[Opening Dataset content section]
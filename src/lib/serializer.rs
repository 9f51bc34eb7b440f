// SPDX-License-Identifier: Apache-2.0

use serde::Serializer;

use crate::device::MTU_UNSET;

pub(crate) fn mtu_or_unset<S>(
    mtu: &Option<u32>,
    serializer: S,
) -> Result<S::Ok, S::Error>
where
    S: Serializer,
{
    match mtu {
        Some(m) => serializer.serialize_i64(i64::from(*m)),
        None => serializer.serialize_i64(MTU_UNSET),
    }
}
[Closing Dataset content section]
Transcribe the entire listing. Leave every word as it is.

# Answer to this exercise
filename src/lib/serializer.rs
repository 9f51bc34eb7b440f
// SPDX-License-Identifier: Apache-2.0

use serde::Serializer;

use crate::device::MTU_UNSET;

pub(crate) fn mtu_or_unset<S>(
    mtu: &Option<u32>,
    serializer: S,
) -> Result<S::Ok, S::Error>
where
    S: Serializer,
{
    match mtu {
        Some(m) => serializer.serialize_i64(i64::from(*m)),
        None => serializer.serialize_i64(MTU_UNSET),
    }
}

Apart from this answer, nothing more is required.